I know this is a well discussed topic, but I need a fast way to hash strings. Let me explain what I'm doing and why, first.
I'm processing the URL index from commoncrawl.org, which is a mostly json based list of 2.9 billion URLs. I'm processing/parsing those files, and adding the URLs into my own database. Pretty simple process, with one catch, which is the overall size of this database. It's going to be about 225 GB, give or take. That's way too big. 1/10th of that size would easily be sufficient. Now the easiest way to trim it by 1/10th would just pick a random number form 1 to 10, and if it's 1, add it to my database. But the problem is, every time I'd run the script, I'd get different results. That is, it would be another random 10% of the total. There would be some overlap but it's not a great solution.

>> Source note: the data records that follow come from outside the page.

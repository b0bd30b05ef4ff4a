//! Snapshot of the environment relevant to native compilation

use std::collections::BTreeMap;

/// Immutable environment snapshot.
///
/// Fingerprinting reads from this rather than from the live process
/// environment so that results are reproducible in tests.
#[derive(Debug, Clone, Default, PartialEq, Eq)]
pub struct ToolchainEnv {
    vars: BTreeMap<String, String>,
}

impl ToolchainEnv {
    /// Capture the current process environment.
    pub fn from_process() -> Self {
        Self {
            vars: std::env::vars().collect(),
        }
    }

    /// Build from explicit key/value pairs.
    pub fn from_pairs<I, K, V>(pairs: I) -> Self
    where
        I: IntoIterator<Item = (K, V)>,
        K: Into<String>,
        V: Into<String>,
    {
        Self {
            vars: pairs
                .into_iter()
                .map(|(k, v)| (k.into(), v.into()))
                .collect(),
        }
    }

    /// Value of `key`, treating empty values as unset.
    pub fn get(&self, key: &str) -> Option<&str> {
        self.vars
            .get(key)
            .map(String::as_str)
            .filter(|v| !v.is_empty())
    }

    pub fn set(&mut self, key: impl Into<String>, value: impl Into<String>) {
        self.vars.insert(key.into(), value.into());
    }

    /// Native compilation is on unless `CGO_ENABLED=0`.
    pub fn native_enabled(&self) -> bool {
        self.get("CGO_ENABLED") != Some("0")
    }
}
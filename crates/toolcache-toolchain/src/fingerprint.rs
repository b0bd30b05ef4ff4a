//! Toolchain fingerprint calculation
//!
//! The fingerprint partitions build caches by native toolchain: two caches
//! built with different compilers, flags or sysroots must never share a
//! directory. It is a SHA-256 over an order-stable list of `KEY=value`
//! lines, so it only has to be deterministic, never decodable.

use sha2::{Digest, Sha256};

use crate::env::ToolchainEnv;
use crate::process::{ProcessCommand, ProcessRunner};

/// Variables folded into the fingerprint, in hashing order.
pub const TRACKED_VARS: &[&str] = &[
    "CC",
    "CXX",
    "CFLAGS",
    "CXXFLAGS",
    "LDFLAGS",
    "PKG_CONFIG",
    "PKG_CONFIG_PATH",
    "PKG_CONFIG_LIBDIR",
    "CGO_CFLAGS",
    "CGO_CXXFLAGS",
    "CGO_LDFLAGS",
    "AR",
    "SYSROOT",
];

/// Longest compiler version string kept.
pub const VERSION_MAX_LEN: usize = 200;

/// Compiler launchers that wrap the real compiler.
const LAUNCHERS: &[&str] = &["ccache", "distcc"];

/// Derives toolchain fingerprints, probing compilers through `R`.
pub struct FingerprintCalculator<R> {
    runner: R,
}

impl<R: ProcessRunner> FingerprintCalculator<R> {
    pub fn new(runner: R) -> Self {
        Self { runner }
    }

    /// Ordered `KEY=value` components for `env`.
    ///
    /// Empty when native compilation is disabled.
    pub fn components(&self, env: &ToolchainEnv) -> Vec<String> {
        if !env.native_enabled() {
            return Vec::new();
        }

        let mut components: Vec<String> = TRACKED_VARS
            .iter()
            .filter_map(|key| env.get(key).map(|value| format!("{}={}", key, value)))
            .collect();

        for (key, label) in [("CC", "CC_VERSION"), ("CXX", "CXX_VERSION")] {
            if let Some(version) = env
                .get(key)
                .and_then(|compiler| compiler_version(&self.runner, compiler))
            {
                components.push(format!("{}={}", label, version));
            }
        }

        components
    }

    /// Hex-encoded SHA-256 fingerprint, or `None` when no native toolchain
    /// is in play.
    pub fn fingerprint(&self, env: &ToolchainEnv) -> Option<String> {
        let components = self.components(env);
        if components.is_empty() {
            return None;
        }

        let mut hasher = Sha256::new();
        for component in &components {
            hasher.update(component.as_bytes());
            hasher.update(b"\n");
        }
        Some(hex::encode(hasher.finalize()))
    }
}

/// Self-reported version of a compiler: first line of `--version`, falling
/// back to `-v` (some compilers only print their banner there).
///
/// Launcher prefixes such as `ccache gcc` resolve to the wrapped compiler.
pub fn compiler_version<R: ProcessRunner>(runner: &R, compiler: &str) -> Option<String> {
    let mut words = compiler.split_whitespace();
    let first = words.next()?;
    let program = if LAUNCHERS.iter().any(|l| first.contains(l)) {
        words.next().unwrap_or(first)
    } else {
        first
    };

    let output = match runner.run(&ProcessCommand::new(program).arg("--version")) {
        Ok(out) if out.success => out.stdout,
        _ => match runner.run(&ProcessCommand::new(program).arg("-v")) {
            Ok(out) if out.success => out.combined(),
            Ok(_) => return None,
            Err(e) => {
                tracing::debug!("compiler probe failed for {}: {}", program, e);
                return None;
            }
        },
    };

    let line = output.lines().next()?.trim();
    if line.is_empty() {
        return None;
    }
    Some(line.chars().take(VERSION_MAX_LEN).collect())
}

#[cfg(test)]
mod tests {
    use super::*;
    use crate::process::{ProcessError, ProcessOutput};
    use std::cell::RefCell;
    use std::collections::HashMap;

    /// Answers `<program> <first arg>` from a table; unknown commands fail.
    #[derive(Default)]
    struct FakeRunner {
        responses: HashMap<String, ProcessOutput>,
        calls: RefCell<Vec<String>>,
    }

    impl FakeRunner {
        fn respond(mut self, cmd: &str, stdout: &str, stderr: &str, success: bool) -> Self {
            self.responses.insert(
                cmd.to_string(),
                ProcessOutput {
                    success,
                    stdout: stdout.to_string(),
                    stderr: stderr.to_string(),
                },
            );
            self
        }
    }

    impl ProcessRunner for FakeRunner {
        fn run(&self, command: &ProcessCommand) -> Result<ProcessOutput, ProcessError> {
            let key = command.display();
            self.calls.borrow_mut().push(key.clone());
            self.responses.get(&key).cloned().ok_or_else(|| ProcessError::Spawn {
                program: command.program.clone(),
                source: std::io::Error::new(std::io::ErrorKind::NotFound, "not found"),
            })
        }
    }

    fn gcc_runner(version: &str) -> FakeRunner {
        FakeRunner::default().respond("gcc --version", &format!("{}\nCopyright\n", version), "", true)
    }

    #[test]
    fn test_fingerprint_is_deterministic() {
        let env = ToolchainEnv::from_pairs([("CC", "gcc"), ("CFLAGS", "-O2")]);
        let calc = FingerprintCalculator::new(gcc_runner("gcc (GCC) 13.2.0"));

        let first = calc.fingerprint(&env).unwrap();
        let second = calc.fingerprint(&env).unwrap();
        assert_eq!(first, second);
        assert_eq!(first.len(), 64);
    }

    #[test]
    fn test_any_tracked_variable_changes_hash() {
        let calc = FingerprintCalculator::new(FakeRunner::default());
        let base = ToolchainEnv::from_pairs([("CFLAGS", "-O2")]);
        let base_hash = calc.fingerprint(&base).unwrap();

        for key in TRACKED_VARS {
            let mut env = base.clone();
            env.set(*key, "/changed");
            assert_ne!(calc.fingerprint(&env).unwrap(), base_hash, "{}", key);
        }
    }

    #[test]
    fn test_compiler_upgrade_changes_hash() {
        let env = ToolchainEnv::from_pairs([("CC", "gcc")]);
        let old = FingerprintCalculator::new(gcc_runner("gcc (GCC) 12.1.0"))
            .fingerprint(&env)
            .unwrap();
        let new = FingerprintCalculator::new(gcc_runner("gcc (GCC) 13.2.0"))
            .fingerprint(&env)
            .unwrap();
        assert_ne!(old, new);
    }

    #[test]
    fn test_disabled_native_compilation_is_empty() {
        let env = ToolchainEnv::from_pairs([("CGO_ENABLED", "0"), ("CC", "gcc"), ("CFLAGS", "-O2")]);
        let runner = gcc_runner("gcc (GCC) 13.2.0");
        let calc = FingerprintCalculator::new(&runner);

        assert_eq!(calc.fingerprint(&env), None);
        assert!(runner.calls.borrow().is_empty(), "no compiler probing when disabled");
    }

    #[test]
    fn test_no_components_is_empty() {
        let calc = FingerprintCalculator::new(FakeRunner::default());
        assert_eq!(calc.fingerprint(&ToolchainEnv::default()), None);
    }

    #[test]
    fn test_components_follow_fixed_order() {
        let env = ToolchainEnv::from_pairs([("SYSROOT", "/sdk"), ("AR", "ar"), ("CC", "gcc")]);
        let calc = FingerprintCalculator::new(gcc_runner("gcc 13"));
        assert_eq!(
            calc.components(&env),
            vec!["CC=gcc", "AR=ar", "SYSROOT=/sdk", "CC_VERSION=gcc 13"]
        );
    }

    #[test]
    fn test_version_falls_back_to_dash_v() {
        let runner = FakeRunner::default()
            .respond("cc --version", "", "unknown option", false)
            .respond("cc -v", "", "Apple clang version 15.0.0\nTarget: arm64\n", true);
        assert_eq!(
            compiler_version(&runner, "cc").as_deref(),
            Some("Apple clang version 15.0.0")
        );
    }

    #[test]
    fn test_version_skips_launcher() {
        let runner = gcc_runner("gcc 13");
        assert_eq!(compiler_version(&runner, "ccache gcc").as_deref(), Some("gcc 13"));
        assert_eq!(runner.calls.borrow()[0], "gcc --version");
    }

    #[test]
    fn test_version_is_truncated() {
        let long = "x".repeat(500);
        let runner = FakeRunner::default().respond("gcc --version", &long, "", true);
        let version = compiler_version(&runner, "gcc").unwrap();
        assert_eq!(version.len(), VERSION_MAX_LEN);
    }

    #[test]
    fn test_missing_compiler_has_no_version() {
        assert_eq!(compiler_version(&FakeRunner::default(), "gcc"), None);
        assert_eq!(compiler_version(&FakeRunner::default(), "   "), None);
    }
}
//! Encoding and decoding of build-cache directory names

use std::fmt;

use serde::{Deserialize, Serialize};

use crate::abi::{AbiMap, ArchFamily, EXPERIMENT_KEY};

/// Literal that marks a directory as a build cache.
pub const BUILD_CACHE_PREFIX: &str = "go-build";

/// Fixed name of a module cache directory.
pub const MODULE_CACHE_DIR: &str = "go-mod";

/// Number of fingerprint characters embedded in a name.
pub const FINGERPRINT_PREFIX_LEN: usize = 8;

const EXPERIMENT_MARKER: &str = "exp";
const NATIVE_MARKER: &str = "cgo";

/// Target platform of a build cache.
#[derive(Debug, Clone, PartialEq, Eq, Hash, PartialOrd, Ord, Serialize, Deserialize)]
pub struct Target {
    /// Operating system (e.g. "linux", "darwin")
    pub os: String,
    /// Architecture (e.g. "amd64", "arm64")
    pub arch: String,
}

impl Target {
    pub fn new(os: impl Into<String>, arch: impl Into<String>) -> Self {
        Self {
            os: os.into(),
            arch: arch.into(),
        }
    }

    /// `<os>-<arch>` label used in listings.
    pub fn label(&self) -> String {
        format!("{}-{}", self.os, self.arch)
    }
}

impl fmt::Display for Target {
    fn fmt(&self, f: &mut fmt::Formatter<'_>) -> fmt::Result {
        write!(f, "{}/{}", self.os, self.arch)
    }
}

/// Result of decoding a directory name.
#[derive(Debug, Clone, Default, PartialEq, Eq)]
pub struct DecodedName {
    /// Target platform; `None` for the legacy name and for unparseable suffixes
    pub target: Option<Target>,
    /// Recognized ABI variants, plus experiments under [`EXPERIMENT_KEY`]
    pub abi: AbiMap,
    /// Native-toolchain fingerprint fragment from a `cgo-<hash>` suffix
    pub toolchain_fingerprint: Option<String>,
    /// True only for the bare legacy name
    pub old_format: bool,
}

/// Whether `name` belongs to the build-cache namespace (legacy or qualified).
pub fn is_build_cache_name(name: &str) -> bool {
    match name.strip_prefix(BUILD_CACHE_PREFIX) {
        Some(rest) => rest.is_empty() || rest.starts_with('-'),
        None => false,
    }
}

/// Decode a build-cache directory name.
///
/// Never fails. Names outside the build-cache namespace, or with fewer than
/// two suffix components, decode to an empty descriptor.
pub fn decode(name: &str) -> DecodedName {
    if name == BUILD_CACHE_PREFIX {
        return DecodedName {
            old_format: true,
            ..DecodedName::default()
        };
    }

    let Some(suffix) = name
        .strip_prefix(BUILD_CACHE_PREFIX)
        .and_then(|rest| rest.strip_prefix('-'))
    else {
        return DecodedName::default();
    };

    let mut parts = suffix.split('-');
    let (os, arch) = match (parts.next(), parts.next()) {
        (Some(os), Some(arch)) if !os.is_empty() && !arch.is_empty() => (os, arch),
        _ => return DecodedName::default(),
    };

    let family = ArchFamily::from_arch(arch);
    let tokens: Vec<&str> = parts.filter(|t| !t.is_empty()).collect();

    let mut decoded = DecodedName {
        target: Some(Target::new(os, arch)),
        ..DecodedName::default()
    };

    let mut i = 0;
    while i < tokens.len() {
        match tokens[i] {
            NATIVE_MARKER => {
                if let Some(hash) = tokens.get(i + 1) {
                    decoded.toolchain_fingerprint = Some(hash.to_string());
                    i += 2;
                } else {
                    i += 1;
                }
            }
            EXPERIMENT_MARKER => {
                // Payload runs up to the fingerprint marker, since experiment
                // lists are written with dashes in place of commas.
                let start = i + 1;
                let end = tokens[start..]
                    .iter()
                    .position(|t| *t == NATIVE_MARKER)
                    .map_or(tokens.len(), |offset| start + offset);
                if end > start {
                    decoded
                        .abi
                        .insert(EXPERIMENT_KEY.to_string(), tokens[start..end].join(","));
                }
                i = end.max(start);
            }
            token => {
                if let (Some(key), Some(value)) = (family.abi_key(), family.parse_token(token)) {
                    decoded.abi.insert(key.to_string(), value);
                }
                i += 1;
            }
        }
    }

    decoded
}

/// Encode a target and its ABI variants into a directory name.
pub fn encode(os: &str, arch: &str, abi: &AbiMap) -> String {
    BuildCacheName {
        target: Target::new(os, arch),
        abi: abi.clone(),
        toolchain_fingerprint: None,
    }
    .encode()
}

/// Fully-qualified build-cache name, the inverse of [`decode`].
#[derive(Debug, Clone, PartialEq, Eq)]
pub struct BuildCacheName {
    pub target: Target,
    pub abi: AbiMap,
    pub toolchain_fingerprint: Option<String>,
}

impl BuildCacheName {
    pub fn new(target: Target) -> Self {
        Self {
            target,
            abi: AbiMap::new(),
            toolchain_fingerprint: None,
        }
    }

    /// Add an ABI variant or experiment list.
    pub fn with_abi(mut self, key: impl Into<String>, value: impl Into<String>) -> Self {
        self.abi.insert(key.into(), value.into());
        self
    }

    /// Tag with a native-toolchain fingerprint (only a prefix is embedded).
    pub fn with_fingerprint(mut self, fingerprint: impl Into<String>) -> Self {
        let fingerprint = fingerprint.into();
        if !fingerprint.is_empty() {
            self.toolchain_fingerprint = Some(fingerprint);
        }
        self
    }

    /// Render the directory name.
    ///
    /// Only the ABI key belonging to the target's architecture family is
    /// written; other keys have no representation in the grammar.
    pub fn encode(&self) -> String {
        let mut name = format!(
            "{}-{}-{}",
            BUILD_CACHE_PREFIX, self.target.os, self.target.arch
        );
        let family = ArchFamily::from_arch(&self.target.arch);

        if let Some(value) = family
            .abi_key()
            .and_then(|key| self.abi.get(key))
            .filter(|v| !v.is_empty())
        {
            name.push('-');
            name.push_str(&family.encode_value(value));
        }

        if let Some(experiments) = self.abi.get(EXPERIMENT_KEY).filter(|v| !v.is_empty()) {
            name.push('-');
            name.push_str(EXPERIMENT_MARKER);
            name.push('-');
            name.push_str(&experiments.replace(',', "-"));
        }

        if let Some(fingerprint) = &self.toolchain_fingerprint {
            let prefix: String = fingerprint.chars().take(FINGERPRINT_PREFIX_LEN).collect();
            name.push('-');
            name.push_str(NATIVE_MARKER);
            name.push('-');
            name.push_str(&prefix);
        }

        name
    }
}

impl fmt::Display for BuildCacheName {
    fn fmt(&self, f: &mut fmt::Formatter<'_>) -> fmt::Result {
        f.write_str(&self.encode())
    }
}

#[cfg(test)]
mod tests {
    use super::*;

    fn abi(pairs: &[(&str, &str)]) -> AbiMap {
        pairs
            .iter()
            .map(|(k, v)| (k.to_string(), v.to_string()))
            .collect()
    }

    #[test]
    fn test_legacy_name_is_old_format() {
        let decoded = decode("go-build");
        assert!(decoded.old_format);
        assert!(decoded.target.is_none());
        assert!(decoded.abi.is_empty());
    }

    #[test]
    fn test_qualified_name_is_not_old_format() {
        let decoded = decode("go-build-linux-amd64");
        assert!(!decoded.old_format);
        assert_eq!(decoded.target, Some(Target::new("linux", "amd64")));
        assert!(decoded.abi.is_empty());
        assert!(decoded.toolchain_fingerprint.is_none());
    }

    #[test]
    fn test_round_trip_every_family() {
        let cases: &[(&str, &str, &[(&str, &str)])] = &[
            ("linux", "amd64", &[("GOAMD64", "v3")]),
            ("linux", "arm", &[("GOARM", "6")]),
            ("linux", "386", &[("GO386", "softfloat")]),
            ("linux", "mips", &[("GOMIPS", "softfloat")]),
            ("linux", "mipsle", &[("GOMIPS", "hardfloat")]),
            ("linux", "mips64le", &[("GOMIPS64", "softfloat")]),
            ("aix", "ppc64", &[("GOPPC64", "power9")]),
            ("linux", "ppc64le", &[("GOPPC64", "power10")]),
            ("linux", "riscv64", &[("GORISCV64", "rva22u64")]),
            ("js", "wasm", &[("GOWASM", "satconv")]),
            ("darwin", "arm64", &[]),
            ("linux", "amd64", &[("GOAMD64", "v2"), ("GOEXPERIMENT", "rangefunc,aliastypeparams")]),
        ];

        for (os, arch, pairs) in cases {
            let expected = abi(pairs);
            let name = encode(os, arch, &expected);
            let decoded = decode(&name);
            assert_eq!(decoded.target, Some(Target::new(*os, *arch)), "{}", name);
            assert_eq!(decoded.abi, expected, "{}", name);
            assert!(!decoded.old_format, "{}", name);
        }
    }

    #[test]
    fn test_arm_bare_digit_decodes() {
        let decoded = decode("go-build-linux-arm-7");
        assert_eq!(decoded.abi.get("GOARM").map(String::as_str), Some("7"));
    }

    #[test]
    fn test_unknown_tokens_are_dropped() {
        let decoded = decode("go-build-linux-amd64-turbo-v3-future");
        assert_eq!(decoded.target, Some(Target::new("linux", "amd64")));
        assert_eq!(decoded.abi, abi(&[("GOAMD64", "v3")]));
    }

    #[test]
    fn test_reserved_payloads_are_not_abi_tokens() {
        // riscv64 accepts any token as its ABI tag
        let decoded = decode("go-build-linux-riscv64-exp-arenas-cgo-deadbeef");
        assert_eq!(
            decoded.abi.get(EXPERIMENT_KEY).map(String::as_str),
            Some("arenas")
        );
        assert!(!decoded.abi.contains_key("GORISCV64"));
        assert_eq!(decoded.toolchain_fingerprint.as_deref(), Some("deadbeef"));
    }

    #[test]
    fn test_bare_native_marker_is_dropped() {
        let decoded = decode("go-build-linux-riscv64-cgo");
        assert!(decoded.abi.is_empty());
        assert!(decoded.toolchain_fingerprint.is_none());
    }

    #[test]
    fn test_unparseable_suffix_has_no_target() {
        let decoded = decode("go-build-linux");
        assert!(decoded.target.is_none());
        assert!(!decoded.old_format);

        let decoded = decode("go-buildx-linux-amd64");
        assert!(decoded.target.is_none());
    }

    #[test]
    fn test_is_build_cache_name() {
        assert!(is_build_cache_name("go-build"));
        assert!(is_build_cache_name("go-build-darwin-arm64"));
        assert!(!is_build_cache_name("go-buildx"));
        assert!(!is_build_cache_name("go-mod"));
        assert!(!is_build_cache_name("bin"));
    }

    #[test]
    fn test_fingerprint_prefix_is_embedded() {
        let name = BuildCacheName::new(Target::new("linux", "amd64"))
            .with_fingerprint("0123456789abcdef0123456789abcdef");
        assert_eq!(name.encode(), "go-build-linux-amd64-cgo-01234567");

        let decoded = decode(&name.to_string());
        assert_eq!(decoded.toolchain_fingerprint.as_deref(), Some("01234567"));
    }

    #[test]
    fn test_empty_fingerprint_is_ignored() {
        let name = BuildCacheName::new(Target::new("linux", "amd64")).with_fingerprint("");
        assert_eq!(name.encode(), "go-build-linux-amd64");
    }

    #[test]
    fn test_foreign_abi_keys_are_not_encoded() {
        let name = BuildCacheName::new(Target::new("darwin", "arm64")).with_abi("GOAMD64", "v3");
        assert_eq!(name.encode(), "go-build-darwin-arm64");
    }

    #[test]
    fn test_target_label_and_serialization() {
        let target = Target::new("linux", "amd64");
        assert_eq!(target.label(), "linux-amd64");
        assert_eq!(target.to_string(), "linux/amd64");

        let json = serde_json::to_string(&target).unwrap();
        assert_eq!(json, r#"{"os":"linux","arch":"amd64"}"#);
    }
}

So I got to thinking, if I took a hash or checksum of each url, something that returned a purely integer result, I could take the last digit of that result and use that, instead of a random number, to decide what gets kept and what gets dumped.
And if I ever wanted to say, double the size of the database, it would be super easy to modify just one 'if' clause to get it to accept all '1' and '2' hashes.
Thus, I need a hash, or a checksum, or something of the sorts. Most discussions on this topic always center around "all hashes are so fast, it doesn't matter". But given the fact that every time I run this script, I'll be calculating the hash about 3 billion times, it is worth it to me to seek out the fastest possible way to do it.
CRC32 was my first thought, because it's really more of a checksum than a hash right? And it's build in PHP function actually returns the value as an integer, not a hex string. But I wanted to make sure I wasn't overlooking some vastly simpler way of doing this? Like, can I convert each character in a string to it's ascii-code equivalent, and just add them up? Or is that actually more complicated than what a CRC32 hash actually does?
Or perhaps theres a better way to do this entirely? But I like the idea that doing it this way, I'm going to get the same results on a per-url basis every time.